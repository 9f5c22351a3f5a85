//! Fill options

use serde::{Deserialize, Serialize};

use crate::ooxml::OoxmlError;

/// Switches that change what a fill leaves behind
#[derive(Debug, Clone, Copy, PartialEq, Eq, Serialize, Deserialize)]
#[serde(default)]
pub struct FillOptions {
    /// Unwrap every filled content control, keeping only its content
    pub remove_content_controls: bool,
    /// Prepend one highlighted paragraph per fill error to the body
    pub notice_about_errors: bool,
}

impl Default for FillOptions {
    fn default() -> Self {
        FillOptions {
            remove_content_controls: false,
            notice_about_errors: true,
        }
    }
}

impl FillOptions {
    pub fn from_json(json: &str) -> Result<Self, OoxmlError> {
        serde_json::from_str(json).map_err(|e| OoxmlError::Config(e.to_string()))
    }
}

#[cfg(test)]
mod tests {
    use super::*;

    #[test]
    fn test_defaults() {
        let options = FillOptions::default();
        assert!(!options.remove_content_controls);
        assert!(options.notice_about_errors);
    }

    #[test]
    fn test_partial_json_keeps_defaults() {
        let options = FillOptions::from_json(r#"{"remove_content_controls": true}"#).unwrap();
        assert!(options.remove_content_controls);
        assert!(options.notice_about_errors);
        assert!(FillOptions::from_json("[]").is_err());
    }
}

→ **TO DO**
Each line above that contains the word "assert" should be copied.

→ **RESULT FOR THIS TASK**
        assert!(!options.remove_content_controls);
        assert!(options.notice_about_errors);
        assert!(options.remove_content_controls);
        assert!(options.notice_about_errors);
        assert!(FillOptions::from_json("[]").is_err());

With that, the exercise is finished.